The Scottish vernacular and the boozed-up Brit attitudes in a mildly science-fictional setting come across as parochial rather than grungy, and projected technologies such as self-driving cars and virtual realities all seem too intrusive and out of place.

The premise oscillates between nauseating and preposterous, as an in-game robbery of virtual items gradually tips off its investigators that someone, somewhere, has got their hands on some heavy-duty decryption keys with which far more sinister acts are being perpetrated. Before it's done, there is a scene where the software engineer caught in the middle of it all has to play a swords-and-sorcery online computer game, upon the outcome of which hangs the safety of the free world. Oh deary.

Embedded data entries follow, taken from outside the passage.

use crate::error::Result;

/// A stack of reversal commands, newest last.
#[derive(Debug, Clone, PartialEq, Eq)]
pub struct UndoLog<C> {
    records: Vec<C>,
}

impl<C> Default for UndoLog<C> {
    fn default() -> Self {
        Self {
            records: Vec::new(),
        }
    }
}

impl<C> UndoLog<C> {
    pub fn record(&mut self, command: C) {
        self.records.push(command);
    }

    pub fn pop(&mut self) -> Option<C> {
        self.records.pop()
    }

    pub fn peek(&self) -> Option<&C> {
        self.records.last()
    }

    pub fn len(&self) -> usize {
        self.records.len()
    }

    pub fn is_empty(&self) -> bool {
        self.records.is_empty()
    }
}

/// A component that records how to reverse each of its mutations.
///
/// `undo` pops the newest command and hands it to `apply_inverse`. An empty
/// log is a no-op. An inverse should never fail against a log it wrote
/// itself, so an error here means some invariant was broken upstream.
pub trait Undoable {
    type Command;

    fn undo_log(&mut self) -> &mut UndoLog<Self::Command>;

    fn apply_inverse(&mut self, command: Self::Command) -> Result<()>;

    fn undo(&mut self) -> Result<()> {
        match self.undo_log().pop() {
            Some(command) => self.apply_inverse(command),
            None => Ok(()),
        }
    }
}
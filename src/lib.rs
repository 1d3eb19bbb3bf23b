//! Rule engine for Klondike solitaire: cards and decks, the foundation and
//! tableau piles, and a game controller whose every action can be undone.

pub mod card;
pub mod config;
pub mod deck;
pub mod error;
pub mod foundation;
pub mod game;
pub mod moves;
pub mod solver;
pub mod tableau;
pub mod undo;


pub use card::{Card, Color, Rank, Suit};
pub use config::{Config, Scoring};
pub use deck::Deck;
pub use error::{Error, Result};
pub use foundation::Foundation;
pub use game::Game;
pub use moves::{CardPosition, Move};
pub use tableau::Tableau;
pub use undo::{UndoLog, Undoable};
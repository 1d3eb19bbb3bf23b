use crate::error::{Error, Result};
use serde::{Deserialize, Serialize};
use std::fmt;
use std::str::FromStr;

pub const NUM_CARDS_DECK: usize = 52;

const CONCEALED_MARKER: char = '|';
const JOKER_GLYPH: char = '*';

#[derive(Debug, Clone, Copy, Hash, PartialEq, Eq, PartialOrd, Ord, Serialize, Deserialize)]
pub enum Rank {
    Ace = 1,
    Two,
    Three,
    Four,
    Five,
    Six,
    Seven,
    Eight,
    Nine,
    Ten,
    Jack,
    Queen,
    King,
}

impl Rank {
    pub const ALL: [Rank; 13] = [
        Rank::Ace,
        Rank::Two,
        Rank::Three,
        Rank::Four,
        Rank::Five,
        Rank::Six,
        Rank::Seven,
        Rank::Eight,
        Rank::Nine,
        Rank::Ten,
        Rank::Jack,
        Rank::Queen,
        Rank::King,
    ];

    /// Numeric order, Ace = 1 through King = 13.
    pub const fn value(self) -> u8 {
        self as u8
    }

    pub const fn is_face(self) -> bool {
        matches!(self, Rank::Jack | Rank::Queen | Rank::King)
    }

    fn as_str(self) -> &'static str {
        match self {
            Rank::Ace => "A",
            Rank::Two => "2",
            Rank::Three => "3",
            Rank::Four => "4",
            Rank::Five => "5",
            Rank::Six => "6",
            Rank::Seven => "7",
            Rank::Eight => "8",
            Rank::Nine => "9",
            Rank::Ten => "10",
            Rank::Jack => "J",
            Rank::Queen => "Q",
            Rank::King => "K",
        }
    }
}

impl fmt::Display for Rank {
    fn fmt(&self, f: &mut fmt::Formatter) -> fmt::Result {
        write!(f, "{}", self.as_str())
    }
}

impl FromStr for Rank {
    type Err = Error;
    fn from_str(s: &str) -> Result<Self> {
        Rank::ALL
            .into_iter()
            .find(|rank| rank.as_str() == s)
            .ok_or_else(|| Error::Unknown(format!("invalid rank {:?}", s)))
    }
}

#[derive(Debug, Clone, Copy, Hash, PartialEq, Eq)]
pub enum Color {
    Black,
    Red,
}

#[derive(Debug, Clone, Copy, Hash, PartialEq, Eq, PartialOrd, Ord, Serialize, Deserialize)]
pub enum Suit {
    Spades,
    Hearts,
    Diamonds,
    Clubs,
}

impl Suit {
    pub const ALL: [Suit; 4] = [Suit::Spades, Suit::Hearts, Suit::Diamonds, Suit::Clubs];

    pub const fn color(self) -> Color {
        match self {
            Suit::Spades | Suit::Clubs => Color::Black,
            Suit::Hearts | Suit::Diamonds => Color::Red,
        }
    }

    pub const fn symbol(self) -> char {
        match self {
            Suit::Spades => '♠',
            Suit::Hearts => '♥',
            Suit::Diamonds => '♦',
            Suit::Clubs => '♣',
        }
    }
}

impl fmt::Display for Suit {
    fn fmt(&self, f: &mut fmt::Formatter) -> fmt::Result {
        write!(f, "{}", self.symbol())
    }
}

impl TryFrom<char> for Suit {
    type Error = Error;
    fn try_from(c: char) -> Result<Self> {
        Suit::ALL
            .into_iter()
            .find(|suit| suit.symbol() == c)
            .ok_or_else(|| Error::Unknown(format!("invalid suit {:?}", c)))
    }
}

/// A playing card. Rank and suit are fixed at creation; only the
/// revealed flag changes afterwards. A joker has neither rank nor suit.
#[derive(Debug, Clone, Copy, Hash, PartialEq, Eq, Serialize, Deserialize)]
pub struct Card {
    rank: Option<Rank>,
    suit: Option<Suit>,
    revealed: bool,
}

impl Card {
    pub const fn new(rank: Rank, suit: Suit) -> Self {
        Self {
            rank: Some(rank),
            suit: Some(suit),
            revealed: false,
        }
    }

    pub const fn joker() -> Self {
        Self {
            rank: None,
            suit: None,
            revealed: false,
        }
    }

    pub fn rank(&self) -> Option<Rank> {
        self.rank
    }

    pub fn suit(&self) -> Option<Suit> {
        self.suit
    }

    pub fn color(&self) -> Option<Color> {
        self.suit.map(Suit::color)
    }

    pub fn is_revealed(&self) -> bool {
        self.revealed
    }

    pub fn is_joker(&self) -> bool {
        self.rank.is_none()
    }

    pub fn is_face(&self) -> bool {
        self.rank.is_some_and(Rank::is_face)
    }

    pub fn reveal(&mut self) -> &mut Self {
        self.revealed = true;
        self
    }

    pub fn conceal(&mut self) -> &mut Self {
        self.revealed = false;
        self
    }

    /// Builder-style reveal for values that are about to be moved.
    pub fn revealed(mut self) -> Self {
        self.revealed = true;
        self
    }
}

/// `bottom` is exactly one rank below `top`.
pub fn are_card_ranks_sequential(bottom: &Card, top: &Card) -> bool {
    match (bottom.rank, top.rank) {
        (Some(bottom), Some(top)) => bottom.value() + 1 == top.value(),
        _ => false,
    }
}

pub fn are_card_colors_different(card1: &Card, card2: &Card) -> bool {
    match (card1.color(), card2.color()) {
        (Some(color1), Some(color2)) => color1 != color2,
        _ => false,
    }
}

impl fmt::Display for Card {
    fn fmt(&self, f: &mut fmt::Formatter) -> fmt::Result {
        if !self.revealed {
            write!(f, "{}", CONCEALED_MARKER)?;
        }
        match (self.rank, self.suit) {
            (Some(rank), Some(suit)) => write!(f, "{}{}", rank, suit),
            _ => write!(f, "{}", JOKER_GLYPH),
        }
    }
}

impl FromStr for Card {
    type Err = Error;
    fn from_str(s: &str) -> Result<Self> {
        let (revealed, rest) = match s.strip_prefix(CONCEALED_MARKER) {
            Some(rest) => (false, rest),
            None => (true, s),
        };
        if rest == JOKER_GLYPH.to_string() {
            return Ok(Self {
                revealed,
                ..Self::joker()
            });
        }
        let mut chars = rest.chars();
        let suit = chars
            .next_back()
            .ok_or_else(|| Error::Unknown(format!("empty card string {:?}", s)))
            .and_then(Suit::try_from)?;
        let rank = chars.as_str().parse::<Rank>()?;
        Ok(Self {
            revealed,
            ..Self::new(rank, suit)
        })
    }
}
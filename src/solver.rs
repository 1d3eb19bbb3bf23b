use crate::card::Card;
use crate::error::{Error, Result};
use crate::game::Game;
use crate::moves::{CardPosition, Move};
use log::info;

impl Game {
    /// Nothing is left face down: stock and waste are spent and every
    /// tableau card is revealed. From here the game always plays out.
    pub fn is_solvable(&self) -> bool {
        self.stock.is_empty()
            && self.waste.is_empty()
            && self
                .tableau
                .piles()
                .iter()
                .all(|pile| pile.iter().all(Card::is_revealed))
    }

    pub fn is_solved(&self) -> bool {
        self.foundation.is_full()
    }

    /// Plays out a solvable game by sending tableau cards to the foundation,
    /// lowest rank first. Each card is its own undoable move.
    pub fn solve(&mut self) -> Result<()> {
        if self.is_solved() {
            return Ok(());
        }
        if !self.is_solvable() {
            return Err(Error::IllegalState(
                "cards are still hidden in the stock, waste or tableau".into(),
            ));
        }
        let mut played = 0;
        while !self.is_solved() {
            match self.next_foundation_move() {
                Some(mv) => self.apply(&mv)?,
                None => return Err(Error::NoFit("no tableau card fits the foundation".into())),
            }
            played += 1;
        }
        info!("solved: played {} cards to the foundation", played);
        Ok(())
    }

    fn next_foundation_move(&self) -> Option<Move> {
        self.valid_moves()
            .into_iter()
            .filter(|mv| {
                matches!(
                    (&mv.from, &mv.to),
                    (CardPosition::Tableau(_), CardPosition::Foundation(_))
                )
            })
            .min_by_key(|mv| self.card_at(&mv.from).and_then(|card| card.rank()))
    }
}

I really, really, really, loved Stross' Accelerando, so maybe my expectations were just set too high. Can this really be from the same author, and written a scant 12 months afterwards?

Rating: 3/10. Letdown.

The Man Who Knew Too Much

by David Leavitt, 2006.

An impulse buy, and it was good but not great. The barbaric treatment Turing received over being gay seems to be the thing that initially attracted the author's interest in Turing's life, and while that is a worthwhile and thought-provoking topic, it is a little over-played here. While Turing's mathematical contributions are covered quite commendably, I'd pretty much read all of it before, and it somehow seemed to be lacking a tiny sparkle of passion that made me suspect the author had done his absolute damnedest to cover the mathematical side of Turing, because no book about him would be complete without it, but without really ever wanting to.

Rating: 5/10. Solid but not much that is new.

Freefall

Sound of screaming

Me and the missus slung 200 feet in the air in a spherical 10 foot roll cage, on board the 'Slingshot' on the opening night of the Steel County Fair, Minnesota.